# Trading spot prices of gold



## Young Gun (27 July 2006)

hey everyone , last week I stumbled apon a CFD , forex and futures platform that gave you a 20 day trail. The platform is called CK Locke Trader. Anyways I started off with $100,000. Last thursday I short sold gold because I belived it was going down, which it did about 4 % or so . Then about 2 days ago I had a feeling it was comming back up which it did yesterday and today. Anyways long story short , from the $100,000 i started with I am up 100% and have a balance of $200,000.

I am no genious or expert charter , I was wonder if I was just lucky or is their anyone out their making it big trading commodities or currency ?


----------



## Mr_Liquidity (24 August 2006)

Young Gun said:
			
		

> hey everyone , last week I stumbled apon a CFD , forex and futures platform that gave you a 20 day trail. The platform is called CK Locke Trader. Anyways I started off with $100,000. Last thursday I short sold gold because I belived it was going down, which it did about 4 % or so . Then about 2 days ago I had a feeling it was comming back up which it did yesterday and today. Anyways long story short , from the $100,000 i started with I am up 100% and have a balance of $200,000.
> 
> I am no genious or expert charter , I was wonder if I was just lucky or is their anyone out their making it big trading commodities or currency ?

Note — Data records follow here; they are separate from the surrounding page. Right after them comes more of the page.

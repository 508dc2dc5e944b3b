//! Route dispatcher.
//!
//! One axum router per server; every request runs the same sequence:
//! resolve the path, open a store handle through the factory, `load`,
//! run the verb operation, then shape the result or normalize the
//! failure into a JSON response. CORS headers apply to every response,
//! error responses included.

use std::sync::Arc;

use axum::body::Bytes;
use axum::extract::{Path, RawQuery, State};
use axum::http::StatusCode;
use axum::routing::get;
use axum::{Json, Router};
use serde::Deserialize;
use serde_json::Value;
use tokio::net::TcpListener;
use tower_http::cors::{AllowOrigin, Any, CorsLayer};

use crate::config::ServerConfig;
use crate::query::{self, Filter};
use crate::store::{Document, SheetStore, StoreFactory};

use super::errors::{ApiError, ApiResult};
use super::response::drop_empty_rows;

/// REST server over one store factory.
pub struct ApiServer<F: StoreFactory> {
    factory: Arc<F>,
    config: ServerConfig,
}

/// Shared state type
type ServerState<F> = Arc<ApiServer<F>>;

impl<F: StoreFactory + 'static> ApiServer<F> {
    pub fn new(factory: F, config: ServerConfig) -> Self {
        Self {
            factory: Arc::new(factory),
            config,
        }
    }

    /// Build the axum router
    pub fn router(self) -> Router {
        let cors = build_cors(&self.config);
        let state = Arc::new(self);

        let verbs = || {
            get(find_rows)
                .post(insert_rows)
                .put(update_rows)
                .patch(patch_row)
                .delete(remove_rows)
                .options(options_no_content)
        };

        Router::new()
            .route("/api/:doc_id", verbs())
            .route("/api/:doc_id/:sheet_name", verbs())
            .with_state(state)
            .layer(cors)
    }

    /// Start the HTTP server (async)
    pub async fn start(self) -> Result<(), std::io::Error> {
        let addr = self.config.socket_addr();
        let router = self.router();

        log::info!("listening on {addr}");
        let listener = TcpListener::bind(&addr).await?;
        axum::serve(listener, router).await
    }
}

/// Permissive CORS unless origins are configured.
fn build_cors(config: &ServerConfig) -> CorsLayer {
    if config.cors_origins.is_empty() {
        CorsLayer::new()
            .allow_origin(Any)
            .allow_methods(Any)
            .allow_headers(Any)
    } else {
        let origins: Vec<_> = config
            .cors_origins
            .iter()
            .filter_map(|origin| origin.parse().ok())
            .collect();
        CorsLayer::new()
            .allow_origin(AllowOrigin::list(origins))
            .allow_methods(Any)
            .allow_headers(Any)
    }
}

/// Path parameters; the sheet segment is optional.
#[derive(Debug, Deserialize)]
struct SheetPath {
    doc_id: String,
    #[serde(default)]
    sheet_name: Option<String>,
}

/// Open a store handle and establish sheet metadata.
async fn open_loaded<F: StoreFactory>(
    server: &ApiServer<F>,
    path: &SheetPath,
) -> ApiResult<F::Store> {
    let mut store = server
        .factory
        .open(&path.doc_id, path.sheet_name.as_deref())
        .await?;
    store.load().await?;
    Ok(store)
}

fn parse_filter(raw: &Option<String>) -> Filter {
    query::parse(raw.as_deref().unwrap_or(""))
}

/// GET: find matching rows, hiding blank spreadsheet rows.
async fn find_rows<F: StoreFactory + 'static>(
    State(server): State<ServerState<F>>,
    Path(path): Path<SheetPath>,
    RawQuery(raw): RawQuery,
) -> ApiResult<Json<Vec<Document>>> {
    let filter = parse_filter(&raw);
    let store = open_loaded(&server, &path).await?;
    let rows = store.find(&filter).await?;
    Ok(Json(drop_empty_rows(rows)))
}

/// POST: insert one document or a batch.
async fn insert_rows<F: StoreFactory + 'static>(
    State(server): State<ServerState<F>>,
    Path(path): Path<SheetPath>,
    Json(body): Json<Value>,
) -> ApiResult<(StatusCode, Json<Vec<Document>>)> {
    let docs = normalize_insert_body(body)?;
    let mut store = open_loaded(&server, &path).await?;
    let inserted = store.insert(docs).await?;
    Ok((StatusCode::CREATED, Json(inserted)))
}

/// PUT: patch every matching row.
async fn update_rows<F: StoreFactory + 'static>(
    State(server): State<ServerState<F>>,
    Path(path): Path<SheetPath>,
    RawQuery(raw): RawQuery,
    Json(body): Json<Value>,
) -> ApiResult<Json<Vec<Document>>> {
    let filter = parse_filter(&raw);
    let patch = as_patch(body)?;
    let mut store = open_loaded(&server, &path).await?;
    let updated = store.update(&filter, &patch).await?;
    Ok(Json(updated))
}

/// PATCH: patch the first matching row, 404 when nothing matches.
async fn patch_row<F: StoreFactory + 'static>(
    State(server): State<ServerState<F>>,
    Path(path): Path<SheetPath>,
    RawQuery(raw): RawQuery,
    Json(body): Json<Value>,
) -> ApiResult<Json<Document>> {
    let filter = parse_filter(&raw);
    let patch = as_patch(body)?;
    let mut store = open_loaded(&server, &path).await?;
    match store.update_one(&filter, &patch).await? {
        Some(updated) => Ok(Json(updated)),
        None => Err(ApiError::DocumentNotFound),
    }
}

/// DELETE: remove matching rows. A non-empty JSON object body is the
/// deliberate criteria form and overrides the query string.
async fn remove_rows<F: StoreFactory + 'static>(
    State(server): State<ServerState<F>>,
    Path(path): Path<SheetPath>,
    RawQuery(raw): RawQuery,
    body: Bytes,
) -> ApiResult<Json<Vec<Document>>> {
    let mut filter = parse_filter(&raw);
    if !body.is_empty() {
        if let Ok(Value::Object(criteria)) = serde_json::from_slice::<Value>(&body) {
            if !criteria.is_empty() {
                filter = criteria;
            }
        }
    }
    let mut store = open_loaded(&server, &path).await?;
    let removed = store.remove(&filter).await?;
    Ok(Json(removed))
}

/// Plain OPTIONS (CORS preflights are answered by the CORS layer).
async fn options_no_content() -> StatusCode {
    StatusCode::NO_CONTENT
}

/// An object body is a singleton insert, an array body a bulk insert.
fn normalize_insert_body(body: Value) -> ApiResult<Vec<Document>> {
    match body {
        Value::Object(doc) => Ok(vec![doc]),
        Value::Array(items) => items
            .into_iter()
            .map(|item| match item {
                Value::Object(doc) => Ok(doc),
                other => Err(ApiError::InvalidBody(format!(
                    "expected an object row, got {}",
                    kind(&other)
                ))),
            })
            .collect(),
        other => Err(ApiError::InvalidBody(format!(
            "expected an object or array body, got {}",
            kind(&other)
        ))),
    }
}

/// A patch body must be a single object.
fn as_patch(body: Value) -> ApiResult<Document> {
    match body {
        Value::Object(doc) => Ok(doc),
        other => Err(ApiError::InvalidBody(format!(
            "expected an object body, got {}",
            kind(&other)
        ))),
    }
}

fn kind(value: &Value) -> &'static str {
    match value {
        Value::Null => "null",
        Value::Bool(_) => "a boolean",
        Value::Number(_) => "a number",
        Value::String(_) => "a string",
        Value::Array(_) => "an array",
        Value::Object(_) => "an object",
    }
}

#[cfg(test)]
mod tests {
    use super::*;
    use crate::store::MemoryStoreFactory;
    use serde_json::json;

    #[test]
    fn test_router_construction() {
        let server = ApiServer::new(MemoryStoreFactory::new(), ServerConfig::default());
        let _router = server.router();
    }

    #[test]
    fn test_singleton_insert_normalization() {
        let docs = normalize_insert_body(json!({"name": "Mike"})).unwrap();
        assert_eq!(docs.len(), 1);
        assert_eq!(docs[0]["name"], json!("Mike"));
    }

    #[test]
    fn test_bulk_insert_normalization() {
        let docs =
            normalize_insert_body(json!([{"name": "Mike"}, {"name": "Sarah"}])).unwrap();
        assert_eq!(docs.len(), 2);
    }

    #[test]
    fn test_scalar_insert_body_rejected() {
        assert!(matches!(
            normalize_insert_body(json!("Mike")),
            Err(ApiError::InvalidBody(_))
        ));
        assert!(matches!(
            normalize_insert_body(json!([{"name": "Mike"}, 42])),
            Err(ApiError::InvalidBody(_))
        ));
    }

    #[test]
    fn test_patch_body_must_be_object() {
        assert!(as_patch(json!({"age": "26"})).is_ok());
        assert!(matches!(
            as_patch(json!(["age"])),
            Err(ApiError::InvalidBody(_))
        ));
    }
}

Young GUN In 4 weeks I turned $4050 into 10 000 with out a loss or having to pay any cont matinace, What I am saying is you can make a hell of a profit on the COMEX and CBOT but as quickly as you make it you can lose it i know exatly where you made that cash I was short same time you where but i got caught on the come back the other day 1600 turned into 400 profit but that's the game.

if you have a good gut feel trade on, but always have a tight stop! and always protect your profits!

good luck to you


----------